Bror Gunnar Jansson se présente la plupart du temps seul sur scène, une pédale de grosse caisse qu’il cogne contre sa guitarcase, et une autre sur une caisse claire posée au sol; un ampli valise et un charleston bricolé. Il se mue en conteur sombre d’un quotidien lugubre et qui pourtant vous fait le plus grand bien. Biberonné très tôt au son de John Lee Hooker et Howlin’ Wolf, BGJ adapte son blues à un style autant minimaliste que charnel; un décor de pochette suranné des 40’s, des instruments Vintage venus de nulle part, photographié en pause assis, façon « Harcourt », voila les seules fantaisies qu’il s’autorise.

Les prises sont directes, tels que peuvent être déclinés les titres en live . Voila la réelle différence qui fait que l’on ne décroche plus une seule seconde. Notre homme est dans son histoire et dans l’histoire de ses chansons, tantôt il compose, et se jette quelques heures plus tard, dans l’enregistrement en première prise (Dead Cold hands), tantôt il prend le temps d’écrire un titre , s’offrant ainsi l’occasion de répondre à un bluesman qu’il affectionne, Walter Lewis, sur une composition de 1927 (My Gal drinks So Much Whiskey she staggers in her sleep).

Moan Shake Moan son deuxième opus sorti en Septembre 2014 est d’un calibre différent car il se fait accompagner en studio par une poignée de musiciens dont un orgue obsédant. Bror Gunnar ne se formalise pas et annonce la couleur; des textes, tout autant que ses riffs lui ont été inspirés par d’autres et le fait savoir notamment dans The Church Bell’s Tone, un Ovni qui sonne mi Good Times Bad Times, mi Van Der Graaf Generator, avec un sax dont il joue lui même. Preuve que son blues va chercher loin le décalage « One For Earth », un hommage assumé au groupe de Drone Doom de Seatle. Il cite très souvent Tom Waits et Nick Cave comme étant des repères plutôt que des influences, sa démarche reste et il le répète à l’envie, est de l’ordre de l’artistique pur il dit même se projeter sur scène bien au-delà de son tabouret, bien au-delà du public. ‘’ God have Mercy’’ c’est un écorchement de l’âme, un Blues Doom saisissant, brutal hypnotique. Et puis il y a « Butch »… complainte Blues oh combien poignante aux accents d’un Chan Chan de Buena Vista Social Club, l’histoire d’un migrant Cubain au prénom piqué dans le Pulp Fiction de Tarantino, un personnage de boxeur, anonyme, que BGJ a décidé scénariser dans ce titre mais ne s’interdit pas de faire revivre dans d’autres textes à venir.

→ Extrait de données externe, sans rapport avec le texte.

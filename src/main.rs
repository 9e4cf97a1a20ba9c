//! ==============================================================================
//! main.rs - motion bridge entry point
//! ==============================================================================
//!
//! purpose:
//!     bridges a serial motion/distance radar to two consumers:
//!     - a local web page that polls the latest reading once per second
//!     - a telegram bot that gets a throttled "motion detected" message
//!
//! responsibilities:
//!     - load configuration and start logging
//!     - open the serial source (real uart or mock)
//!     - bind the http listener
//!     - run the ingestion loop and the request loop as two tasks sharing
//!       one TelemetryStore
//!     - stop both on ctrl-c
//!
//! architecture:
//!
//!     ┌──────────────────────────────────────────────────────────────┐
//!     │                      motion bridge (this file)                │
//!     │  ┌────────────────┐                      ┌────────────────┐  │
//!     │  │ ingestion loop │      write           │  request loop  │  │
//!     │  │  (ingest.rs)   │ ──────┐     ┌─────── │  (server.rs)   │  │
//!     │  └───────┬────────┘       ▼     │  read  └───────┬────────┘  │
//!     │          │           ┌───────────┐               │           │
//!     │          │           │   store   │ <- store.rs   │           │
//!     │          │           └───────────┘               │           │
//!     └──────────┼───────────────────────────────────────┼───────────┘
//!                │                                       │
//!       uart ────┘  alert ──> telegram bot api           └──> browser
//!
//! ==============================================================================

mod alert;
mod config;
mod domain;
mod error;
mod frame;
mod ingest;
mod page;
mod serial;
mod server;
mod store;
mod throttle;

use alert::TelegramDispatcher;
use anyhow::{Context, Result};
use ingest::IngestionLoop;
use serial::DefaultSerial;
use server::RequestLoop;
use std::time::Duration;
use store::TelemetryStore;
use tracing_subscriber::{layer::SubscriberExt, reload, util::SubscriberInitExt, EnvFilter};

#[tokio::main]
async fn main() -> Result<()> {
    // step 1: logging; the filter is swapped once the config is known
    let env_filter = EnvFilter::try_from_default_env().ok();
    let from_env = env_filter.is_some();
    let (filter, filter_handle) = reload::Layer::new(env_filter.unwrap_or_else(|| EnvFilter::new("info")));
    tracing_subscriber::registry()
        .with(filter)
        .with(tracing_subscriber::fmt::layer())
        .init();

    tracing::info!("motion bridge v{}", env!("CARGO_PKG_VERSION"));

    // step 2: configuration
    let config = config::BridgeConfig::load_or_default();
    if !from_env {
        match EnvFilter::try_new(&config.logging.level) {
            Ok(level) => {
                if let Err(e) = filter_handle.reload(level) {
                    tracing::warn!("failed to apply log level: {}", e);
                }
            }
            Err(e) => tracing::warn!("invalid log level {:?}: {}", config.logging.level, e),
        }
    }
    config.log_summary();

    // step 3: shared state
    let store = TelemetryStore::new();

    // step 4: serial source and ingestion loop
    let source = DefaultSerial::open(&config.serial)?;
    let mut ingestion = IngestionLoop::new(
        source,
        store.clone(),
        config.serial.chunk_size,
        Duration::from_millis(config.serial.poll_interval_ms),
    )
    .show_sensor_data(config.logging.show_sensor_data);

    if !config.alert.enabled {
        tracing::info!("alerts disabled in config");
    } else if !config.alert.has_credentials() {
        tracing::warn!(
            "alerts enabled but bot token or chat id missing (set {} / {}) - alerts disabled",
            config::BOT_TOKEN_ENV,
            config::CHAT_ID_ENV
        );
    } else {
        let dispatcher = TelegramDispatcher::from_config(&config.alert)?;
        ingestion = ingestion.with_alerts(dispatcher, config.alert.min_interval(), config.alert.message.clone());
    }

    // step 5: http listener and request loop
    let addr = format!("{}:{}", config.server.bind_address, config.server.port);
    let listener = tokio::net::TcpListener::bind(&addr)
        .await
        .with_context(|| format!("failed to bind {}", addr))?;
    let page = page::StaticPage::from_config(config.server.page_path.as_deref());
    let requests = RequestLoop::new(listener, store.clone(), page, &config.server);

    // step 6: run both loops until shutdown
    let mut ingest_task = tokio::spawn(ingestion.run());
    let mut server_task = tokio::spawn(requests.run());

    tokio::select! {
        res = tokio::signal::ctrl_c() => {
            if let Err(e) = res {
                tracing::error!("failed to listen for ctrl-c: {}", e);
            }
            tracing::info!("shutting down");
        }
        res = &mut ingest_task => tracing::error!("ingestion loop ended: {:?}", res),
        res = &mut server_task => tracing::error!("request loop ended: {:?}", res),
    }

    ingest_task.abort();
    server_task.abort();
    Ok(())
}
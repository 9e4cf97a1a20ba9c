//! ==============================================================================
//! frame.rs - radar sentence parser
//! ==============================================================================
//!
//! purpose:
//!     turns a raw chunk read from the uart into at most one SensorReading.
//!
//! wire format:
//!     $DFDMD,<motion>,<x>,<distance>,<y>,<z>\r\n
//!
//!     - field[0] is the fixed 6 character tag
//!     - field[1] is the motion flag, "1" means active
//!     - field[3] is the distance in meters as decimal text, may be empty
//!     - at least 6 fields, extra fields are ignored
//!
//! known limitations:
//!     - only the first valid sentence in a chunk is used, the rest of the
//!       chunk is dropped
//!     - a sentence split across two reads is not reassembled; both halves
//!       are discarded
//!
//! ==============================================================================

use crate::domain::SensorReading;
use crate::error::FrameError;
use tokio::time::Instant;

pub const SENTENCE_TAG: &str = "$DFDMD";
pub const SENTENCE_DELIMITER: &str = "\r\n";
pub const FIELD_DELIMITER: char = ',';
pub const MIN_FIELDS: usize = 6;

const MOTION_FIELD: usize = 1;
const DISTANCE_FIELD: usize = 3;
const MOTION_ACTIVE: &str = "1";

/// parse a chunk of serial bytes
///
/// returns the first valid sentence in the chunk. undecodable chunks and
/// malformed lines produce `None`; nothing is ever partially filled in.
pub fn parse(chunk: &[u8], observed_at: Instant) -> Option<SensorReading> {
    let text = match std::str::from_utf8(chunk) {
        Ok(text) => text,
        Err(e) => {
            tracing::debug!("dropping chunk: {}", FrameError::from(e));
            return None;
        }
    };

    for line in text.split(SENTENCE_DELIMITER) {
        match parse_sentence(line, observed_at) {
            Ok(reading) => return Some(reading),
            // untagged lines are noise or sentence fragments
            Err(FrameError::MissingTag) => {}
            Err(e) => tracing::debug!("malformed line {:?}: {}", line, e),
        }
    }

    None
}

/// parse a single line without its delimiter
pub fn parse_sentence(line: &str, observed_at: Instant) -> Result<SensorReading, FrameError> {
    if !line.starts_with(SENTENCE_TAG) {
        return Err(FrameError::MissingTag);
    }

    let fields: Vec<&str> = line.split(FIELD_DELIMITER).collect();
    if fields.len() < MIN_FIELDS {
        return Err(FrameError::TooFewFields {
            found: fields.len(),
            required: MIN_FIELDS,
        });
    }

    let motion_detected = fields[MOTION_FIELD].trim() == MOTION_ACTIVE;
    let distance_meters = parse_distance(fields[DISTANCE_FIELD]);

    Ok(SensorReading {
        motion_detected,
        distance_meters,
        observed_at,
    })
}

fn parse_distance(field: &str) -> Option<f64> {
    let field = field.trim();
    if field.is_empty() {
        return None;
    }
    field.parse::<f64>().ok().filter(|d| d.is_finite())
}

Le charme de tout ceci, c’est que l’on ne peut être que subjugué par son immersion, dans ce monde épais et glauque, avec cette voix dantesque qu’il pose sur son swamp blues.
Il y a peu de chance qu’il change sa façon d’écrire ou de se produire sur scène (et tant mieux d’ailleurs) , donc moan snake moan again.